* _DIRECTIONS_
Some lines in the records below may hold the word "pixels"; give the number of those lines and nothing else.

* _DATA FOR PROCESSING_
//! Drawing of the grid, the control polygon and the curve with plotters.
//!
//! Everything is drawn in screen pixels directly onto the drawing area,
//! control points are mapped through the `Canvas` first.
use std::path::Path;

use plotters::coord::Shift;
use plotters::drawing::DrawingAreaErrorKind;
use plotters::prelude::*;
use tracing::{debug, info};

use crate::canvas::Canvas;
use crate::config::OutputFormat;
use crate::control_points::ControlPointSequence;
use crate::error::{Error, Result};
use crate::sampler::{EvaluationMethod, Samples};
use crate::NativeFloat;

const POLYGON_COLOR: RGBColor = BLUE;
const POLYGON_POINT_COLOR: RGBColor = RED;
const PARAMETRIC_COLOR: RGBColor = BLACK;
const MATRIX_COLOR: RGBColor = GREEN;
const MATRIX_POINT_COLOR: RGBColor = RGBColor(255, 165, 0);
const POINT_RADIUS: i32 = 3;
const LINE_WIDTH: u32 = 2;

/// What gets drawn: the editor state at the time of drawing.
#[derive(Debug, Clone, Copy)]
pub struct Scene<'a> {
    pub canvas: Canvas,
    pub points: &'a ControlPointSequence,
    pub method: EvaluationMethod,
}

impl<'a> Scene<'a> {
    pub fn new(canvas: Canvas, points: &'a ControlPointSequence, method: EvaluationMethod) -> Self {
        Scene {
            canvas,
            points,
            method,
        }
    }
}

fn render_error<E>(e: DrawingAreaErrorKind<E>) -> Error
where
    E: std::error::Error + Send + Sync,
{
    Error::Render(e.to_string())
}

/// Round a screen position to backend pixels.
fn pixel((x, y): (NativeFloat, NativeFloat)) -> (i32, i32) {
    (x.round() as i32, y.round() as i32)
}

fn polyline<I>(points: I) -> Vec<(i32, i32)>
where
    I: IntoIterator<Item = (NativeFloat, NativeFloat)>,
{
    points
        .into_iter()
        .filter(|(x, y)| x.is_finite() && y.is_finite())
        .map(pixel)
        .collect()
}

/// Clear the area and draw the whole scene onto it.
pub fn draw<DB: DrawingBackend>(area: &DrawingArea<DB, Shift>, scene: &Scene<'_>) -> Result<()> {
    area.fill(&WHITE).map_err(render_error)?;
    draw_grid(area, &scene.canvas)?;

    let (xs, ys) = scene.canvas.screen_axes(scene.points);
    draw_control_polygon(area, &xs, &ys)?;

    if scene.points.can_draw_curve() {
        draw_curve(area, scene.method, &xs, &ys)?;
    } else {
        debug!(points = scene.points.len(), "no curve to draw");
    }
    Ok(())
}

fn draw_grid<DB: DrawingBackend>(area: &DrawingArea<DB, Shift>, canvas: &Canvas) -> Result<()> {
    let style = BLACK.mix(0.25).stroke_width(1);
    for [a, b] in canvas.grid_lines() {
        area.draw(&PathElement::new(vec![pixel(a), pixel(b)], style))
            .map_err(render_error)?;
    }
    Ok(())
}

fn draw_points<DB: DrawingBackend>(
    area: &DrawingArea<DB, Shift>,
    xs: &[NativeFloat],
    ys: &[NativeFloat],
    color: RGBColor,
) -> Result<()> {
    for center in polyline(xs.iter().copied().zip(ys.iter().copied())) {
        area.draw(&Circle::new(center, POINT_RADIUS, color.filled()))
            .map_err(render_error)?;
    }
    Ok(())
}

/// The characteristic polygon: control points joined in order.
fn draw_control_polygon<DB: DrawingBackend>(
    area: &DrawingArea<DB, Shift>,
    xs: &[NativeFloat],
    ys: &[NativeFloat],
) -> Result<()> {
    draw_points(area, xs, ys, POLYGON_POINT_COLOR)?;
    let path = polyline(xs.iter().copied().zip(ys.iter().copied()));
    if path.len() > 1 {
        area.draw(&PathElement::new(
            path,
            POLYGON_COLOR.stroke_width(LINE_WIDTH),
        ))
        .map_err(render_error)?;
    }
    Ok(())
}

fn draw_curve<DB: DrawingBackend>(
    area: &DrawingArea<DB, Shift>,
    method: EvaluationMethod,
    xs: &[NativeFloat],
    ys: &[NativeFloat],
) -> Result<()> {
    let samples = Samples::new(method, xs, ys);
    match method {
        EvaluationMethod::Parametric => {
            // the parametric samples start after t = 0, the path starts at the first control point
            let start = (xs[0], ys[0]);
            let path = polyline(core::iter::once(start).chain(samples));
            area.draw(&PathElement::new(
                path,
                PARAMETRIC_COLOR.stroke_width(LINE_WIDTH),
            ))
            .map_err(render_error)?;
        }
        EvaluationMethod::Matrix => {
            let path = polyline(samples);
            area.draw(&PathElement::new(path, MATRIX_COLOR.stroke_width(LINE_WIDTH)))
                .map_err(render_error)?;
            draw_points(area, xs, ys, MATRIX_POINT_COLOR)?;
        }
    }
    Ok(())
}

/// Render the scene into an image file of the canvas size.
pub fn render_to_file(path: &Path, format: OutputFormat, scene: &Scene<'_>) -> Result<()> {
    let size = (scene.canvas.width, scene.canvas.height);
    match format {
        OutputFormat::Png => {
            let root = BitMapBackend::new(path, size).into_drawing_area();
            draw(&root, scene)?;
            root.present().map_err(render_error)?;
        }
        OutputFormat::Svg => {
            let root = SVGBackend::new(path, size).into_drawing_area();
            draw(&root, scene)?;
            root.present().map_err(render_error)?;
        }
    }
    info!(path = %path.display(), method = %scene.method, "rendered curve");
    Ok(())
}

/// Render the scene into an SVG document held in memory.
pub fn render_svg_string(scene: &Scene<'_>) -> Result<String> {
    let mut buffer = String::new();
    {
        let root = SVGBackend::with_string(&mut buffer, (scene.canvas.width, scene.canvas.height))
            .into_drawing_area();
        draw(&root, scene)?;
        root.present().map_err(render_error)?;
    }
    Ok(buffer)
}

==

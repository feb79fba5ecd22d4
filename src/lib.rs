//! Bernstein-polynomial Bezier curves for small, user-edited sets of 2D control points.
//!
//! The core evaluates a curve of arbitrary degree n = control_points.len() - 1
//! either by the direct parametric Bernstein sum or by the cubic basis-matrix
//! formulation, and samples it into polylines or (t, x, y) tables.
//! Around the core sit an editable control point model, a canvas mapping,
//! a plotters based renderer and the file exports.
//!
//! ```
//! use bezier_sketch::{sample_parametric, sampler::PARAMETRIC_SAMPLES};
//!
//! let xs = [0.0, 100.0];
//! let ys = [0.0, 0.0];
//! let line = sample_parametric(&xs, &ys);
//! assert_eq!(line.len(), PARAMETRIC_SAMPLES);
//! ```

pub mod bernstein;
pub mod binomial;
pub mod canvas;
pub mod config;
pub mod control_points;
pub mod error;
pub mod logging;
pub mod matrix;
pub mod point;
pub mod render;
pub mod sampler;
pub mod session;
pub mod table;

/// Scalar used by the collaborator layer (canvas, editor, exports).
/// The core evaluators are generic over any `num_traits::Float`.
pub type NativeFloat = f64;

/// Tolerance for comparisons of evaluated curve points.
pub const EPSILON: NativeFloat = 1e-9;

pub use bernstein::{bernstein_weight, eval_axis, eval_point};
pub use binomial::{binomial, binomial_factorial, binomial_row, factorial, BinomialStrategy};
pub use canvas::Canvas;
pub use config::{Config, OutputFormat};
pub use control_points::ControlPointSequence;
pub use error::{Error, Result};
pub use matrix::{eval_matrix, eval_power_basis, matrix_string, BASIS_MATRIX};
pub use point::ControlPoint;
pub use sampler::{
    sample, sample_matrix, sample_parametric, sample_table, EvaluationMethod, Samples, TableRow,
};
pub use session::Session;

---

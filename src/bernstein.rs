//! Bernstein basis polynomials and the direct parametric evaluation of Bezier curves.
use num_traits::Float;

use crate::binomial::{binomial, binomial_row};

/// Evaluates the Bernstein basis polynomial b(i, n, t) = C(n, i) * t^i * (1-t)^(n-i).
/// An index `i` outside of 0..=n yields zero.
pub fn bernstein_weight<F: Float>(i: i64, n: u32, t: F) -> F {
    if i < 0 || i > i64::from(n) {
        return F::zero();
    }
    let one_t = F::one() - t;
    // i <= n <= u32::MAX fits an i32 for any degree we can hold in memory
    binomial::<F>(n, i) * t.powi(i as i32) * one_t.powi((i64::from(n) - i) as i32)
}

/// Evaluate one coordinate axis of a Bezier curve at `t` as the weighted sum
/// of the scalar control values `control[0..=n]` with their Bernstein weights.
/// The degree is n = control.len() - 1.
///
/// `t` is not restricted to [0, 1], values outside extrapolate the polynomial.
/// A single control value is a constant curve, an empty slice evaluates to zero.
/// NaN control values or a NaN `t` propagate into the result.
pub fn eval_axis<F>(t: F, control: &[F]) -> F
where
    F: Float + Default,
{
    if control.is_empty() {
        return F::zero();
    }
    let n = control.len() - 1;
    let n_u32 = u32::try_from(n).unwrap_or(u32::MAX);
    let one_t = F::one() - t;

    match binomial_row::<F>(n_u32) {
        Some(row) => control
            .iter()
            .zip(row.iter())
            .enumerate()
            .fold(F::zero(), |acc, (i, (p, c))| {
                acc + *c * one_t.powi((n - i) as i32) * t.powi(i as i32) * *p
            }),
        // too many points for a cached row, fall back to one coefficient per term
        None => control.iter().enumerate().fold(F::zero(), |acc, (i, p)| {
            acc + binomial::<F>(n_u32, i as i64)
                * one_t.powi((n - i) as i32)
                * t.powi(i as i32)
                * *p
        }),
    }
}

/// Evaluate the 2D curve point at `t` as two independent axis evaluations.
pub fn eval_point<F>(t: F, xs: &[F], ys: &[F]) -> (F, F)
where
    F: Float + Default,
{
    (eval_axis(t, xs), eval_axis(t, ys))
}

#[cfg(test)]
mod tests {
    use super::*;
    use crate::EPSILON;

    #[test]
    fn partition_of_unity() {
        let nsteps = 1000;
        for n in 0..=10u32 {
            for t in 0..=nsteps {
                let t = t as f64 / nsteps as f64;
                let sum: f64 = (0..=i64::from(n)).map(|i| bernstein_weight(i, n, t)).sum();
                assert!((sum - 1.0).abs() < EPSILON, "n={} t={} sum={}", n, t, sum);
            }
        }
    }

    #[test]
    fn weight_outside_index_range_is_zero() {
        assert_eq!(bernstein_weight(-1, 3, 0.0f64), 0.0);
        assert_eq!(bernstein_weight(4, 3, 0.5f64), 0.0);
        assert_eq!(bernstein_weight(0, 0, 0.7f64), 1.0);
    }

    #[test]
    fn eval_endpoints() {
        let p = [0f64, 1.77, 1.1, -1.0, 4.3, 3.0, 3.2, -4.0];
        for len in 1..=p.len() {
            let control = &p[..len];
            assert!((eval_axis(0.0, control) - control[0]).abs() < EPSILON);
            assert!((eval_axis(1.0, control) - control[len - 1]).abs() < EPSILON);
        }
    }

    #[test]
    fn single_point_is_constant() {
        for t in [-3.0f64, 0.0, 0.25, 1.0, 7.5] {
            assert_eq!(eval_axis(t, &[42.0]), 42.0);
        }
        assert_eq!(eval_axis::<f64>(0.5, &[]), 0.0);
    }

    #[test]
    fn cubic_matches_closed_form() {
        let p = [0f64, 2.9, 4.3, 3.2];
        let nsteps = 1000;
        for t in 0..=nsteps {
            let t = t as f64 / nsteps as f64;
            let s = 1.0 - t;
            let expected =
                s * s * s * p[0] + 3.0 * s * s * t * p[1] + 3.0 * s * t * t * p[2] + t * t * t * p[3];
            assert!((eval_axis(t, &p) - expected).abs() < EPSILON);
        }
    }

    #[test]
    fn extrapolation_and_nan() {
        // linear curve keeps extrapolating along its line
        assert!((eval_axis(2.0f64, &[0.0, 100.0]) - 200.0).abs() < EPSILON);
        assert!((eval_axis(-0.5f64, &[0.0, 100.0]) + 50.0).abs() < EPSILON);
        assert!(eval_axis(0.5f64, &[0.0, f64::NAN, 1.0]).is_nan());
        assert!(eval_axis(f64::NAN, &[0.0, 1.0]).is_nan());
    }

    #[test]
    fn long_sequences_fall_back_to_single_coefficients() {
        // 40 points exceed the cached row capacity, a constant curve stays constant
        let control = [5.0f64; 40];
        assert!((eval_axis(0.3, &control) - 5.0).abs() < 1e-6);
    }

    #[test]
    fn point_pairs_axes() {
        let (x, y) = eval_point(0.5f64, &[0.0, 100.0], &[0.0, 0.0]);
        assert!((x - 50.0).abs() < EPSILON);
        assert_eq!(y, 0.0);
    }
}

* _EXPECTED ANSWER_
2